Love Doesn’t Brood Over Injury
How often do we find ourselves being hurt by someone we know and brooding over it for days, weeks and even months? Sometimes the person knows they hurt us, but often times they have no clue. I know I have experienced this, where people that I’ve known for a while, all of a sudden won’t talk to me and even seem to shun me. I start thinking back to all the things I’ve said and done and often have no clue what I did or even how to fix it. Too often this same thing happens with those we love. We become hurt by something they say or do and instead of trying to work through this issue with them, we stew on it for a while and allow ourselves to think the worst and to become more and more angry.

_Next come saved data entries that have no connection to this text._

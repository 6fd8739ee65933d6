use log::{Level, LevelFilter, Log, Metadata, Record, SetLoggerError};
use ratatui::{
    layout::Rect,
    prelude::*,
    text::Line,
    widgets::{Scrollbar, ScrollbarOrientation, ScrollbarState},
};
use std::{io::Write, sync::mpsc::Sender};

enum Sink {
    Tui(Sender<(Level, String)>),
    Stderr,
}

pub struct Logger {
    sink: Sink,
    level: LevelFilter,
}

impl Logger {
    /// Records go to the TUI's log tab.
    pub fn new(sender: Sender<(Level, String)>, level: LevelFilter) -> Self {
        Self {
            sink: Sink::Tui(sender),
            level,
        }
    }

    /// Records go straight to stderr, for headless runs.
    pub fn stderr(level: LevelFilter) -> Self {
        Self {
            sink: Sink::Stderr,
            level,
        }
    }

    pub fn init(self) -> Result<(), SetLoggerError> {
        log::set_max_level(self.level);
        log::set_boxed_logger(Box::new(self))
    }
}

fn format_record(record: &Record<'_>) -> String {
    format!(
        ": {}:{}: {}\n",
        record
            .file()
            .map(|f| f.split('/').next_back().unwrap_or(""))
            .unwrap_or(""),
        record.line().unwrap_or(0),
        record.args()
    )
}

impl Log for Logger {
    fn enabled(&self, metadata: &Metadata<'_>) -> bool {
        metadata.level() <= self.level
    }

    fn log(&self, record: &Record<'_>) {
        if !self.enabled(record.metadata()) || !record.target().starts_with("btloadgen") {
            return;
        }

        match &self.sink {
            // the tab is gone once the app is shutting down, nothing to do then
            Sink::Tui(tx) => {
                let _ = tx.send((record.level(), format_record(record)));
            }
            Sink::Stderr => {
                let _ = write!(
                    std::io::stderr().lock(),
                    "{:<5}{}",
                    record.level(),
                    format_record(record)
                );
            }
        }
    }

    fn flush(&self) {
        if let Sink::Stderr = self.sink {
            let _ = std::io::stderr().flush();
        }
    }
}

pub struct LogTab {
    text: Vec<(Level, String)>,
    offset: usize,
    spans: [Span<'static>; 5],
}

impl LogTab {
    pub fn new() -> Self {
        Self {
            text: Vec::new(),
            offset: 0,
            spans: [
                Span::styled("ERROR", Color::LightRed),
                Span::styled("WARN", Color::Yellow),
                Span::styled("INFO", Color::Green),
                Span::styled("DEBUG", Color::White),
                Span::styled("TRACE", Color::White),
            ],
        }
    }

    pub fn push(&mut self, msg: (Level, String)) {
        self.text.push(msg);
    }

    pub fn scroll_up(&mut self) {
        self.offset = std::cmp::min(self.offset + 1, self.text.len());
    }

    pub fn scroll_down(&mut self) {
        self.offset = self.offset.saturating_sub(1);
    }
}

impl Widget for &LogTab {
    fn render(self, area: Rect, buf: &mut Buffer) {
        let mut next_line = Rect { height: 1, ..area };
        let off = std::cmp::min(
            self.offset,
            self.text.len().saturating_sub(area.height as usize),
        );
        let scroll_length = self.text.len().saturating_sub(area.height as usize);

        // does not consider multi-line log messages
        let visible_lines = if self.text.len() > area.height as usize {
            &self.text[self.text.len() - area.height as usize - off..self.text.len() - off]
        } else {
            &self.text
        };

        for l in visible_lines {
            // clones are fine here because Cow has lazy data clones
            let mut line = Line::from(self.spans[l.0 as usize - 1].clone());
            line.push_span(l.1.clone());
            line.render(next_line, buf);
            next_line.y += 1;
        }

        let scrollbar = Scrollbar::new(ScrollbarOrientation::VerticalRight)
            .begin_symbol(Some("↑"))
            .end_symbol(Some("↓"));
        let mut scrollbar_state = ScrollbarState::new(scroll_length).position(off);
        scrollbar.render(
            area.inner(Margin {
                vertical: 1,
                horizontal: 0,
            }),
            buf,
            &mut scrollbar_state,
        );
    }
}
use ratatui::style::Color;

pub struct Theme {
    pub fg: Color,
    pub primary: Color,   // Blue
    pub secondary: Color, // Orange
    pub comment: Color,   // Grey
    pub success: Color,   // Green
    pub error: Color,     // Red
    pub keyword: Color,
    pub string: Color,
    pub number: Color,
    pub border_focused: Color,
    pub border_normal: Color,
    pub current_line_bg: Color,
    pub function: Color,
    pub type_name: Color,    // Cyan for type names
    pub property_key: Color, // Mauve for tree property keys
}

pub const DEFAULT_THEME: Theme = Theme {
    fg: Color::Rgb(205, 214, 244),
    primary: Color::Rgb(137, 180, 250),   // Blue
    secondary: Color::Rgb(250, 179, 135), // Orange
    comment: Color::Rgb(108, 112, 134),
    success: Color::Rgb(166, 227, 161),
    error: Color::Rgb(243, 139, 168),
    keyword: Color::Rgb(137, 180, 250),        // Blue for keywords
    string: Color::Rgb(250, 179, 135),         // Orange for strings
    number: Color::Rgb(250, 179, 135),         // Orange for numbers
    border_focused: Color::Rgb(249, 226, 175), // Yellow border for focus
    border_normal: Color::Rgb(108, 112, 134),  // Grey border for normal
    current_line_bg: Color::Rgb(50, 50, 70),   // Slightly lighter BG for current line
    function: Color::Rgb(249, 226, 175),       // Yellow for functions
    type_name: Color::Rgb(148, 226, 213),      // Cyan/teal for type names
    property_key: Color::Rgb(203, 166, 247),   // Mauve for property keys
};
//! Built-in EPS example programs, loadable into the editor.

pub struct Snippet {
    pub name: &'static str,
    pub code: &'static str,
}

/// Buffer contents when no file is given on the command line.
pub const DEFAULT_PROGRAM: &str = "variable mensaje = \"Hola mundo\";\nmostrar(mensaje);\n";

pub const EXAMPLES: &[Snippet] = &[
    Snippet {
        name: "Greeting function",
        code: "funcion saludar(nombre: cadena){\n  mostrar('Hola, ' + nombre)\n}\nllamado saludar('Steph')\n",
    },
    Snippet {
        name: "Sum function",
        code: "funcion sumar(a: entero, b: entero) :\nentero { a + b }\nllamado sumar(5, 4)\n",
    },
    Snippet {
        name: "Conditional",
        code: "variable n = 1\nvariable m = 2\nsi(n == m){\n  mostrar(\"mismo valor\")\n}\nsino{\n  mostrar(\"valores diferentes\")\n}\n",
    },
    Snippet {
        name: "While loop",
        code: "variable contador = 0;\n\nmientras (contador < 5) {\n  mostrar(contador);\n  contador = contador + 1;\n}\n",
    },
    Snippet {
        name: "Lists",
        code: "variable lista = [1, 2, 3, 4, 5];\nmostrar(lista)\n",
    },
    Snippet {
        name: "Generated markup",
        code: "variable titulo = \"Mi P\u{e1}gina\";\nvariable contenido = div(h1(titulo), p(\"Este es un p\u{e1}rrafo de ejemplo\"));\n",
    },
];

Love calls for forgiveness. Even when what the other person did was on purpose. Forgiveness does not mean that we condone the other person’s actions, or that we forget what they did quickly, or even that we trust them right away. Forgiveness means letting go of the anger that holds us bound and makes us bitter. Someone once said, unforgiveness is like eating arsenic and hoping the other person will get sick. Unforgiveness usually only hurts us.
If we can talk with the person who hurt us and try to fix the problem between us, we should. We should seek to learn and grow from our mistakes, and help the other person know how they too can fix their mistakes. Often, I wish others would give me the chance to fix what I’ve broken. And if we can’t fix the problem, then love calls us to pray for those who have hurt us so that God can move and change their heart.
ACTION STEP: This week, if you find yourself unable to stop brooding about something your spouse did that hurt you, ask for God’s grace to truly forgive them. If you are able to talk with them about the issue, do it. Just be patient, gentle and honest.